##### DATA FOR REVIEW

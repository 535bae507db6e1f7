//! Binary envelope codec (MessagePack)
//!
//! Envelopes are written with `rmp_serde`, matching what Socket.IO adapters
//! on the other side of the bus expect: integers and integral floats use
//! their smallest encoding, and structs can be written either positionally
//! or as maps keyed by their serde (wire) field names.
//!
//! Output buffers are pooled. A buffer is cleared before it goes back to the
//! pool, so the next caller always starts from an empty buffer.

use crate::error::{EmitterError, Result};
use bytes::Bytes;
use rmpv::Value;
use serde::de::DeserializeOwned;
use serde::ser::{SerializeMap, SerializeSeq};
use serde::{Serialize, Serializer};
use std::sync::{Mutex, MutexGuard, OnceLock};

/// Buffers larger than this are dropped instead of pooled
const MAX_RETAINED_CAPACITY: usize = 64 * 1024;

/// Initial capacity for freshly allocated buffers
const INITIAL_CAPACITY: usize = 256;

/// Default number of idle buffers kept by a codec
const DEFAULT_MAX_IDLE: usize = 32;

/// How struct field names are written
#[derive(Debug, Clone, Copy, PartialEq, Eq)]
pub enum FieldNames {
    /// Structs are written as arrays in field order
    Native,
    /// Structs are written as maps keyed by their serde names (`#[serde(rename)]`)
    Compatible,
}

/// Pooled MessagePack encoder
pub struct Codec {
    buffers: Mutex<Vec<Vec<u8>>>,
    max_idle: usize,
}

impl Default for Codec {
    fn default() -> Self {
        Self::with_max_idle(DEFAULT_MAX_IDLE)
    }
}

impl Codec {
    /// Create a codec that keeps at most `max_idle` buffers between calls
    pub fn with_max_idle(max_idle: usize) -> Self {
        Self {
            buffers: Mutex::new(Vec::with_capacity(max_idle)),
            max_idle,
        }
    }

    /// Process-wide codec shared by all emitters
    pub fn global() -> &'static Codec {
        static GLOBAL: OnceLock<Codec> = OnceLock::new();
        GLOBAL.get_or_init(Codec::default)
    }

    /// Serialize `value` into a standalone byte buffer
    pub fn encode<T: Serialize + ?Sized>(&self, value: &T, names: FieldNames) -> Result<Bytes> {
        let mut buf = self.acquire();

        match names {
            FieldNames::Compatible => {
                let mut ser = rmp_serde::Serializer::new(&mut buf.buf).with_struct_map();
                value.serialize(&mut ser)?;
            }
            FieldNames::Native => {
                let mut ser = rmp_serde::Serializer::new(&mut buf.buf);
                value.serialize(&mut ser)?;
            }
        }

        Ok(Bytes::copy_from_slice(&buf.buf))
    }

    /// Convert any serializable value into a value tree, keeping serde field names
    ///
    /// Structs become maps keyed by their serde names and byte fields
    /// become `Value::Binary`.
    pub fn to_value<T: Serialize + ?Sized>(&self, value: &T) -> Result<Value> {
        let mut buf = self.acquire();
        {
            let mut ser = rmp_serde::Serializer::new(&mut buf.buf).with_struct_map();
            value.serialize(&mut ser)?;
        }
        decode_value(&buf.buf)
    }

    /// Deserialize a typed value from envelope bytes
    ///
    /// Not pooled: the deserializer borrows the input slice and holds no
    /// reusable state.
    pub fn decode<T: DeserializeOwned>(&self, bytes: &[u8]) -> Result<T> {
        Ok(rmp_serde::from_slice(bytes)?)
    }

    /// Number of idle buffers currently pooled
    pub fn idle(&self) -> usize {
        self.lock().len()
    }

    fn acquire(&self) -> PooledBuffer<'_> {
        let buf = self
            .lock()
            .pop()
            .unwrap_or_else(|| Vec::with_capacity(INITIAL_CAPACITY));
        PooledBuffer { buf, codec: self }
    }

    fn release(&self, mut buf: Vec<u8>) {
        if buf.capacity() > MAX_RETAINED_CAPACITY {
            return;
        }
        buf.clear();
        let mut idle = self.lock();
        if idle.len() < self.max_idle {
            idle.push(buf);
        }
    }

    fn lock(&self) -> MutexGuard<'_, Vec<Vec<u8>>> {
        self.buffers.lock().unwrap_or_else(|e| e.into_inner())
    }
}

/// A buffer checked out of a codec, returned on drop
struct PooledBuffer<'a> {
    buf: Vec<u8>,
    codec: &'a Codec,
}

impl Drop for PooledBuffer<'_> {
    fn drop(&mut self) {
        let buf = std::mem::take(&mut self.buf);
        self.codec.release(buf);
    }
}

/// Decode envelope bytes into a dynamic value tree
pub fn decode_value(bytes: &[u8]) -> Result<Value> {
    let mut cursor = bytes;
    rmpv::decode::read_value(&mut cursor).map_err(|e| EmitterError::Decoding(e.to_string()))
}

/// Serializes a dynamic value with integral floats collapsed to integers
pub struct CompactValue<'a>(pub &'a Value);

impl Serialize for CompactValue<'_> {
    fn serialize<S: Serializer>(&self, serializer: S) -> std::result::Result<S::Ok, S::Error> {
        match self.0 {
            Value::F64(f) => match integral(*f) {
                Some(i) => serializer.serialize_i64(i),
                None => serializer.serialize_f64(*f),
            },
            Value::F32(f) => match integral(f64::from(*f)) {
                Some(i) => serializer.serialize_i64(i),
                None => serializer.serialize_f32(*f),
            },
            Value::Array(items) => {
                let mut seq = serializer.serialize_seq(Some(items.len()))?;
                for item in items {
                    seq.serialize_element(&CompactValue(item))?;
                }
                seq.end()
            }
            Value::Map(entries) => {
                let mut map = serializer.serialize_map(Some(entries.len()))?;
                for (k, v) in entries {
                    map.serialize_entry(&CompactValue(k), &CompactValue(v))?;
                }
                map.end()
            }
            other => other.serialize(serializer),
        }
    }
}

/// Serializes a slice of dynamic values through `CompactValue`
pub(crate) fn serialize_compact_seq<S: Serializer>(
    values: &[Value],
    serializer: S,
) -> std::result::Result<S::Ok, S::Error> {
    let mut seq = serializer.serialize_seq(Some(values.len()))?;
    for value in values {
        seq.serialize_element(&CompactValue(value))?;
    }
    seq.end()
}

fn integral(f: f64) -> Option<i64> {
    // NaN and infinities fail `fract() == 0.0`
    if f.fract() == 0.0 && f >= i64::MIN as f64 && f < i64::MAX as f64 {
        Some(f as i64)
    } else {
        None
    }
}

/// Convert a JSON value into a MessagePack value tree
pub fn from_json(value: serde_json::Value) -> Value {
    match value {
        serde_json::Value::Null => Value::Nil,
        serde_json::Value::Bool(b) => Value::Boolean(b),
        serde_json::Value::Number(n) => {
            if let Some(u) = n.as_u64() {
                Value::from(u)
            } else if let Some(i) = n.as_i64() {
                Value::from(i)
            } else {
                Value::F64(n.as_f64().unwrap_or_default())
            }
        }
        serde_json::Value::String(s) => Value::String(s.into()),
        serde_json::Value::Array(items) => Value::Array(items.into_iter().map(from_json).collect()),
        serde_json::Value::Object(map) => Value::Map(
            map.into_iter()
                .map(|(k, v)| (Value::String(k.into()), from_json(v)))
                .collect(),
        ),
    }
}

#[cfg(test)]
mod tests {
    use super::*;
    use serde::Deserialize;

    #[derive(Serialize, Deserialize, Debug, PartialEq)]
    struct Probe {
        #[serde(rename = "nsp")]
        namespace: String,
        count: u32,
    }

    struct Unrepresentable;

    impl Serialize for Unrepresentable {
        fn serialize<S: Serializer>(&self, _: S) -> std::result::Result<S::Ok, S::Error> {
            Err(serde::ser::Error::custom("no binary form"))
        }
    }

    #[test]
    fn test_compatible_names_use_serde_rename() {
        let codec = Codec::default();
        let probe = Probe { namespace: "/chat".to_string(), count: 3 };

        let bytes = codec.encode(&probe, FieldNames::Compatible).unwrap();
        let value = decode_value(&bytes).unwrap();
        let entries = value.as_map().unwrap();

        assert_eq!(entries[0].0.as_str(), Some("nsp"));
        assert_eq!(entries[0].1.as_str(), Some("/chat"));
        assert_eq!(entries[1].0.as_str(), Some("count"));
    }

    #[test]
    fn test_native_names_are_positional() {
        let codec = Codec::default();
        let probe = Probe { namespace: "/".to_string(), count: 1 };

        let bytes = codec.encode(&probe, FieldNames::Native).unwrap();
        let value = decode_value(&bytes).unwrap();
        let items = value.as_array().unwrap();

        assert_eq!(items.len(), 2);
        assert_eq!(items[0].as_str(), Some("/"));
        assert_eq!(items[1].as_u64(), Some(1));
    }

    #[test]
    fn test_typed_decode_roundtrip() {
        let codec = Codec::default();
        let probe = Probe { namespace: "/admin".to_string(), count: 7 };

        let bytes = codec.encode(&probe, FieldNames::Compatible).unwrap();
        let parsed: Probe = codec.decode(&bytes).unwrap();
        assert_eq!(parsed, probe);
    }

    #[test]
    fn test_to_value_uses_serde_names() {
        let codec = Codec::default();
        let probe = Probe { namespace: "/chat".to_string(), count: 2 };

        let value = codec.to_value(&probe).unwrap();
        let entries = value.as_map().unwrap();
        assert_eq!(entries[0].0.as_str(), Some("nsp"));
        assert_eq!(entries[1].1.as_u64(), Some(2));
        assert_eq!(codec.idle(), 1);
    }

    #[test]
    fn test_to_value_rejects_unrepresentable() {
        let codec = Codec::default();
        let err = codec.to_value(&Unrepresentable).unwrap_err();
        assert!(matches!(err, EmitterError::Encoding(_)));
    }

    #[test]
    fn test_integers_use_smallest_encoding() {
        let codec = Codec::default();
        assert_eq!(codec.encode(&1u64, FieldNames::Compatible).unwrap().as_ref(), &[0x01]);
        assert_eq!(codec.encode(&-1i64, FieldNames::Compatible).unwrap().as_ref(), &[0xff]);
        assert_eq!(
            codec.encode(&300i64, FieldNames::Compatible).unwrap().as_ref(),
            &[0xcd, 0x01, 0x2c]
        );
    }

    #[test]
    fn test_integral_floats_collapse_to_integers() {
        let codec = Codec::default();
        let value = Value::F64(3.0);
        let bytes = codec.encode(&CompactValue(&value), FieldNames::Compatible).unwrap();
        assert_eq!(bytes.as_ref(), &[0x03]);

        let nested = Value::Array(vec![Value::F64(-2.0), Value::F32(4.0)]);
        let bytes = codec.encode(&CompactValue(&nested), FieldNames::Compatible).unwrap();
        assert_eq!(bytes.as_ref(), &[0x92, 0xfe, 0x04]);
    }

    #[test]
    fn test_fractional_floats_stay_floats() {
        let codec = Codec::default();
        let value = Value::F64(3.5);
        let bytes = codec.encode(&CompactValue(&value), FieldNames::Compatible).unwrap();
        assert_eq!(bytes[0], 0xcb);
        assert_eq!(bytes.len(), 9);

        let nan = Value::F64(f64::NAN);
        let bytes = codec.encode(&CompactValue(&nan), FieldNames::Compatible).unwrap();
        assert_eq!(bytes[0], 0xcb);
    }

    #[test]
    fn test_binary_values_encode_as_bin() {
        let codec = Codec::default();
        let value = Value::Binary(vec![0xde, 0xad]);
        let bytes = codec.encode(&CompactValue(&value), FieldNames::Compatible).unwrap();
        assert_eq!(bytes.as_ref(), &[0xc4, 0x02, 0xde, 0xad]);
    }

    #[test]
    fn test_unrepresentable_value_is_encoding_error() {
        let codec = Codec::default();
        let err = codec.encode(&Unrepresentable, FieldNames::Compatible).unwrap_err();
        assert!(matches!(err, EmitterError::Encoding(_)));
        // The buffer still goes back to the pool
        assert_eq!(codec.idle(), 1);
    }

    #[test]
    fn test_pooled_buffer_never_carries_state() {
        let codec = Codec::with_max_idle(1);
        let long = "x".repeat(100);
        codec.encode(&long, FieldNames::Compatible).unwrap();
        assert_eq!(codec.idle(), 1);

        let bytes = codec.encode(&true, FieldNames::Native).unwrap();
        assert_eq!(bytes.as_ref(), &[0xc3]);
        assert_eq!(codec.idle(), 1);
    }

    #[test]
    fn test_oversized_buffers_are_not_retained() {
        let codec = Codec::default();
        let big = vec![0u8; MAX_RETAINED_CAPACITY * 2];
        codec.encode(&Value::Binary(big), FieldNames::Compatible).unwrap();
        assert_eq!(codec.idle(), 0);
    }

    #[test]
    fn test_from_json() {
        let value = from_json(serde_json::json!({
            "rate": 7.35,
            "count": 3,
            "neg": -4,
            "tags": ["a", null, true],
        }));

        let map = value.as_map().unwrap();
        let get = |key: &str| {
            map.iter()
                .find(|(k, _)| k.as_str() == Some(key))
                .map(|(_, v)| v.clone())
                .unwrap()
        };
        assert_eq!(get("rate").as_f64(), Some(7.35));
        assert_eq!(get("count").as_u64(), Some(3));
        assert_eq!(get("neg").as_i64(), Some(-4));
        let tags = get("tags");
        let tags = tags.as_array().unwrap();
        assert_eq!(tags[0].as_str(), Some("a"));
        assert!(tags[1].is_nil());
        assert_eq!(tags[2].as_bool(), Some(true));
    }

    #[test]
    fn test_decode_value_rejects_truncated_input() {
        let err = decode_value(&[0x92, 0x01]).unwrap_err();
        assert!(matches!(err, EmitterError::Decoding(_)));
    }
}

##########

#### WHAT YOU HAVE TO DO:
Whenever a line holds "EmitterError", it counts; state the total for the records and add nothing.

#### WORKED SOLUTION:
5